**Exercise inputs:**
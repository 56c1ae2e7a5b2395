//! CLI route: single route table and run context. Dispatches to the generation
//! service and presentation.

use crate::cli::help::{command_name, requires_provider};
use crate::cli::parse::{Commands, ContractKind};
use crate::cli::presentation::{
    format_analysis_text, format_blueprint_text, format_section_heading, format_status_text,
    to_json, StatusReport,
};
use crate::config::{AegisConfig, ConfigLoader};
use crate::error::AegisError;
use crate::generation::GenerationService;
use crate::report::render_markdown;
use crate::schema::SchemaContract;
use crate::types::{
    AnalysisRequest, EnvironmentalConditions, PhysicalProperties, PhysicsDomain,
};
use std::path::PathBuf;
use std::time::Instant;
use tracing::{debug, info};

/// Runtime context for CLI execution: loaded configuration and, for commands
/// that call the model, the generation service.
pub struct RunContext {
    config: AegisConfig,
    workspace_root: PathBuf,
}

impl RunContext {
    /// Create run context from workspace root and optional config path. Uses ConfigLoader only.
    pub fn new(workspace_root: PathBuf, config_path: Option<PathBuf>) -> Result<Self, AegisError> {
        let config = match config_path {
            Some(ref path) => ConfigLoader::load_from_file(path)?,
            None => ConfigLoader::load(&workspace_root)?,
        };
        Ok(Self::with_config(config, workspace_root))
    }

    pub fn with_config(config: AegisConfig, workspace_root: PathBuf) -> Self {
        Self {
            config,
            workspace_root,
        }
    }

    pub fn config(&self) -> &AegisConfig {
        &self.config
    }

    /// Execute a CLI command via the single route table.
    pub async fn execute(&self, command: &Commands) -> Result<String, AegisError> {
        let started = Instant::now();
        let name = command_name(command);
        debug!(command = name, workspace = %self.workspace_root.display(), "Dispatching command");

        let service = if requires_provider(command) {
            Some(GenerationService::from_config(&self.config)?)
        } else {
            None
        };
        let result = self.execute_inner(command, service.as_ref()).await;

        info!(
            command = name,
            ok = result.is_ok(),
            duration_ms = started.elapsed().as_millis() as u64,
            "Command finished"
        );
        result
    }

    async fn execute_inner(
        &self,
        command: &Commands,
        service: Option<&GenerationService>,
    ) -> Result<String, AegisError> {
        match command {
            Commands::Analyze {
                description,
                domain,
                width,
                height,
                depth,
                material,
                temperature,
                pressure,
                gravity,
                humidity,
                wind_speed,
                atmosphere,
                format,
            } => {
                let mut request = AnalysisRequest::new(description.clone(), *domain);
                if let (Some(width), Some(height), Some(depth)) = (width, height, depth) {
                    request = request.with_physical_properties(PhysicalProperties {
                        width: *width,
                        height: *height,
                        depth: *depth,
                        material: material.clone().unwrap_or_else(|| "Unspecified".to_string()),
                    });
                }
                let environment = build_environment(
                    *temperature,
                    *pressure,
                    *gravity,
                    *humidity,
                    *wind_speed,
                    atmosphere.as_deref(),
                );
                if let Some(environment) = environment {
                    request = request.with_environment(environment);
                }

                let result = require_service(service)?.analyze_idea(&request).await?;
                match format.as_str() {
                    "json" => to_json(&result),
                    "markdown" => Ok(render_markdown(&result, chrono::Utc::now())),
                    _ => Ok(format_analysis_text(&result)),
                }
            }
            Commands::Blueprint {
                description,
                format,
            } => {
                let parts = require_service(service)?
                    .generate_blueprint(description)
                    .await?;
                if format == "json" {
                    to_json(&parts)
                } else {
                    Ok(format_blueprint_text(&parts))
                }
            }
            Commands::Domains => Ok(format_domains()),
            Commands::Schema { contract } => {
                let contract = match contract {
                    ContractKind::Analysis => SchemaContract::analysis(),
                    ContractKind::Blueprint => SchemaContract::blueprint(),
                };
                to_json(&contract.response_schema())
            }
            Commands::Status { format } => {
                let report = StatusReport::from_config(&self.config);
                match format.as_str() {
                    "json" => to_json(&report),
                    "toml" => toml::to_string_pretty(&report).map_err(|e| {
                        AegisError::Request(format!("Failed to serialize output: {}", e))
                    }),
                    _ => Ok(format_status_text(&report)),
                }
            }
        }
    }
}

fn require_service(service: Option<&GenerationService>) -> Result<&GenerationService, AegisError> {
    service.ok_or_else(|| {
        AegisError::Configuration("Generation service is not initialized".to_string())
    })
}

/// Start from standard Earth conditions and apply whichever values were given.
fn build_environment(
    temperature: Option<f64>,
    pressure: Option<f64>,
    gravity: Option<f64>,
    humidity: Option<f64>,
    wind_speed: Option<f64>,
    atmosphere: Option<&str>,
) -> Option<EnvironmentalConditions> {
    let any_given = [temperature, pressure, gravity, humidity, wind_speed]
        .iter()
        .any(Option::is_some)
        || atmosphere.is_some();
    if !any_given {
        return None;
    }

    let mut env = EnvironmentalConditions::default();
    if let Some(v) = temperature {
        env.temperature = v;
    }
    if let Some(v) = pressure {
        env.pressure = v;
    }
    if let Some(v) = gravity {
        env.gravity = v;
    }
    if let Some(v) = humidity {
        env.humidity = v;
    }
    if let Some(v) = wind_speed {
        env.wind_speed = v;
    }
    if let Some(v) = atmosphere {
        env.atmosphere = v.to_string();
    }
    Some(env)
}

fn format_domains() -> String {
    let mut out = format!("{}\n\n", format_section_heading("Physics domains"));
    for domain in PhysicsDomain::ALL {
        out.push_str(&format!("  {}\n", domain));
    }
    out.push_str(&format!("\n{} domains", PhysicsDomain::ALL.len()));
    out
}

**Work to be completed:** Above are the records; report each line in them that includes the word "clone".

**Output:**
                let mut request = AnalysisRequest::new(description.clone(), *domain);
                        material: material.clone().unwrap_or_else(|| "Unspecified".to_string()),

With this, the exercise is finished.